Спать легла с кошкой в обнимку. Так спокойнее.
Утром снегу было чуть не под окно. Мы с Кисельдой на крыльцо выскочили, а там такое... Покрывало. Девственно-чистое как фата средневековой невесты. Кошка нос опустила, нюхнула, лапкой потрогала и шагнула прямо на эту священную, чуть подсиненную небом белизну. И провалилась, только ушки из ямки торчат. Испугалась, прыгнула и опять бултых по уши. И, очумев, давай скакать белкой, прыг-прыг, и каждый раз с головой в снег уходит. Я на крылечке стою — ржу, не могу. Кричу ей:
— Куда ты, окаянная? Сюда давай, взад скачи!
Но она разве же слышит. Так до сарайки и доскакала, там на поленницу взобралась, отряхнулась как ньюф, из воды вышедший, снежинки во все стороны полетели.
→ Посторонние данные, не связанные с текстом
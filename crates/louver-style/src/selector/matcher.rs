//! Selector matching algorithm.

use super::{Combinator, Selector, SelectorList, SelectorPart, TagSelector};

/// Element state for selector matching.
#[derive(Debug, Clone, Default)]
pub struct MatchContext<'a> {
    /// Element tag name, lowercase (e.g., "button", "section").
    pub tag: &'a str,
    /// Element ID (for #id selectors).
    pub id: Option<&'a str>,
    /// Element's classes.
    pub classes: &'a [String],
}

/// Tree navigation for combinator matching.
///
/// The matcher stays independent of any concrete element store; the store
/// implements this trait over its own node handle type and the matcher walks
/// it right-to-left through the selector's combinators.
pub trait TreeContext {
    /// Handle identifying a node in the tree.
    type Node: Copy;

    /// Match context for a node.
    fn context(&self, node: Self::Node) -> MatchContext<'_>;

    /// The node's parent, if any.
    fn parent(&self, node: Self::Node) -> Option<Self::Node>;

    /// The node's immediately preceding sibling, if any.
    fn previous_sibling(&self, node: Self::Node) -> Option<Self::Node>;
}

/// Selector matching engine.
pub struct SelectorMatcher;

impl SelectorMatcher {
    /// Check if a selector's subject (rightmost part) matches the element.
    ///
    /// This only checks the final selector part. For full matching with
    /// combinators, use [`matches`].
    pub fn matches_subject(selector: &Selector, context: &MatchContext<'_>) -> bool {
        if let Some(subject) = selector.subject() {
            Self::part_matches(subject, context)
        } else {
            false
        }
    }

    /// Check if a selector part matches the element.
    pub fn part_matches(part: &SelectorPart, context: &MatchContext<'_>) -> bool {
        // Check tag selector
        if let Some(tag_sel) = &part.tag {
            match tag_sel {
                TagSelector::Universal => {} // Always matches
                TagSelector::Named(name) => {
                    if name != context.tag {
                        return false;
                    }
                }
            }
        }

        // Check ID selector
        if let Some(id) = &part.id {
            match context.id {
                Some(element_id) if element_id == id => {}
                _ => return false,
            }
        }

        // Check class selectors (all must match)
        for class in &part.classes {
            if !context.classes.iter().any(|c| c == class) {
                return false;
            }
        }

        true
    }
}

/// Check if a full selector matches a node, considering combinators.
///
/// This walks the selector from right to left: the subject part must match
/// the node itself, then each combinator steers which related node the next
/// part is tried against. Descendant and general-sibling combinators
/// backtrack through every candidate.
pub fn matches<T: TreeContext>(selector: &Selector, tree: &T, node: T::Node) -> bool {
    if selector.parts.is_empty() {
        return false;
    }
    matches_from(selector, tree, node, selector.parts.len() - 1)
}

/// Check if any member of a selector list matches a node.
pub fn any_matches<T: TreeContext>(list: &SelectorList, tree: &T, node: T::Node) -> bool {
    list.iter().any(|selector| matches(selector, tree, node))
}

fn matches_from<T: TreeContext>(
    selector: &Selector,
    tree: &T,
    node: T::Node,
    part_index: usize,
) -> bool {
    if !SelectorMatcher::part_matches(&selector.parts[part_index], &tree.context(node)) {
        return false;
    }
    if part_index == 0 {
        return true;
    }

    match selector.combinators[part_index - 1] {
        Combinator::Child => match tree.parent(node) {
            Some(parent) => matches_from(selector, tree, parent, part_index - 1),
            None => false,
        },

        Combinator::Descendant => {
            let mut current = tree.parent(node);
            while let Some(ancestor) = current {
                if matches_from(selector, tree, ancestor, part_index - 1) {
                    return true;
                }
                current = tree.parent(ancestor);
            }
            false
        }

        Combinator::AdjacentSibling => match tree.previous_sibling(node) {
            Some(sibling) => matches_from(selector, tree, sibling, part_index - 1),
            None => false,
        },

        Combinator::GeneralSibling => {
            let mut current = tree.previous_sibling(node);
            while let Some(sibling) = current {
                if matches_from(selector, tree, sibling, part_index - 1) {
                    return true;
                }
                current = tree.previous_sibling(sibling);
            }
            false
        }
    }
}

#[cfg(test)]
mod tests {
    use super::*;
    use crate::selector::parse_selector;

    /// Minimal tree for matcher tests: nodes indexed by position.
    struct TestTree {
        nodes: Vec<TestNode>,
    }

    struct TestNode {
        tag: &'static str,
        id: Option<&'static str>,
        classes: Vec<String>,
        parent: Option<usize>,
        prev: Option<usize>,
    }

    impl TreeContext for TestTree {
        type Node = usize;

        fn context(&self, node: usize) -> MatchContext<'_> {
            let n = &self.nodes[node];
            MatchContext {
                tag: n.tag,
                id: n.id,
                classes: &n.classes,
            }
        }

        fn parent(&self, node: usize) -> Option<usize> {
            self.nodes[node].parent
        }

        fn previous_sibling(&self, node: usize) -> Option<usize> {
            self.nodes[node].prev
        }
    }

    fn classes(list: &[&str]) -> Vec<String> {
        list.iter().map(|s| s.to_string()).collect()
    }

    /// body > nav.sidebar > ul > li.item (x3), plus main > p#intro.
    fn sample_tree() -> TestTree {
        TestTree {
            nodes: vec![
                // 0: body
                TestNode { tag: "body", id: None, classes: vec![], parent: None, prev: None },
                // 1: nav.sidebar
                TestNode { tag: "nav", id: None, classes: classes(&["sidebar"]), parent: Some(0), prev: None },
                // 2: ul
                TestNode { tag: "ul", id: None, classes: vec![], parent: Some(1), prev: None },
                // 3-5: li.item siblings
                TestNode { tag: "li", id: None, classes: classes(&["item", "first"]), parent: Some(2), prev: None },
                TestNode { tag: "li", id: None, classes: classes(&["item"]), parent: Some(2), prev: Some(3) },
                TestNode { tag: "li", id: None, classes: classes(&["item", "last"]), parent: Some(2), prev: Some(4) },
                // 6: main
                TestNode { tag: "main", id: None, classes: vec![], parent: Some(0), prev: Some(1) },
                // 7: p#intro
                TestNode { tag: "p", id: Some("intro"), classes: vec![], parent: Some(6), prev: None },
            ],
        }
    }

    #[test]
    fn part_matches_tag_class_id() {
        let tree = sample_tree();
        let ctx = tree.context(7);

        assert!(SelectorMatcher::part_matches(&SelectorPart::named("p"), &ctx));
        assert!(!SelectorMatcher::part_matches(&SelectorPart::named("div"), &ctx));
        assert!(SelectorMatcher::part_matches(&SelectorPart::id_only("intro"), &ctx));
        assert!(SelectorMatcher::part_matches(&SelectorPart::universal(), &ctx));

        let ctx = tree.context(3);
        assert!(SelectorMatcher::part_matches(&SelectorPart::class_only("item"), &ctx));
        assert!(!SelectorMatcher::part_matches(&SelectorPart::class_only("missing"), &ctx));
    }

    #[test]
    fn all_classes_must_match() {
        let tree = sample_tree();
        let ctx = tree.context(3);
        let part = SelectorPart::class_only("item").with_class("first");
        assert!(SelectorMatcher::part_matches(&part, &ctx));

        let part = SelectorPart::class_only("item").with_class("last");
        assert!(!SelectorMatcher::part_matches(&part, &ctx));
    }

    #[test]
    fn child_combinator() {
        let tree = sample_tree();
        let sel = parse_selector("ul > li.item").unwrap();
        assert!(matches(&sel, &tree, 4));

        let sel = parse_selector("nav > li").unwrap();
        assert!(!matches(&sel, &tree, 4)); // li's parent is ul, not nav
    }

    #[test]
    fn descendant_combinator_searches_all_ancestors() {
        let tree = sample_tree();
        let sel = parse_selector(".sidebar li").unwrap();
        assert!(matches(&sel, &tree, 5));

        let sel = parse_selector("body nav ul li").unwrap();
        assert!(matches(&sel, &tree, 3));

        let sel = parse_selector("main li").unwrap();
        assert!(!matches(&sel, &tree, 3));
    }

    #[test]
    fn sibling_combinators() {
        let tree = sample_tree();

        let sel = parse_selector("li + li").unwrap();
        assert!(matches(&sel, &tree, 4));
        assert!(!matches(&sel, &tree, 3)); // first li has no previous sibling

        let sel = parse_selector(".first ~ .last").unwrap();
        assert!(matches(&sel, &tree, 5));

        let sel = parse_selector("nav + main").unwrap();
        assert!(matches(&sel, &tree, 6));
    }

    #[test]
    fn mixed_chain_backtracks() {
        let tree = sample_tree();
        // "body > nav li.last": subject at 5, child step must pass through
        // the descendant search without sticking on the first candidate.
        let sel = parse_selector("body > nav li.last").unwrap();
        assert!(matches(&sel, &tree, 5));
    }

    #[test]
    fn list_matches_any_member() {
        let tree = sample_tree();
        let list = crate::selector::parse_selector_list("header, #intro, footer").unwrap();
        assert!(any_matches(&list, &tree, 7));
        assert!(!any_matches(&list, &tree, 3));
    }

    #[test]
    fn empty_selector_never_matches() {
        let tree = sample_tree();
        let sel = Selector { parts: vec![], combinators: vec![] };
        assert!(!matches(&sel, &tree, 0));
    }
}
Я с утра собиралась до магазина доехать. Как город на карантин закрыли, у нас тут на всю округу один сельмаг остался. На шоссе. «Товары в дорогу» называется. Это надо до Синюхина, там на трассу и направо в сторону Перепоева двадцать кэмэ. И, аккурат, где на деревню поворот, на взгорке магазинчик маленький под зеленой крышей. Выбор там правда не великий, из фруктов-овощей только картошка. Еще консервы рыбные трех видов, тушенка, печенье и пиво с водкой. Самые ходовые на трассе товары. А что еще в дорогу нужно? Ну и хлеб, и хозбыта немного: туалетная бумага самая дешевая, ведра разноцветные как воздушные шары, веники да совки. И с каждым разом, как я туда приезжаю, ассортимент неуклонно сужается. Уже половина полок пустая стоит. Еще чуть-чуть и будет как на старых фотографиях, когда за спиной у продавщицы пирамидки из одинаковых консервных банок с надписью: «Камчатские крабы».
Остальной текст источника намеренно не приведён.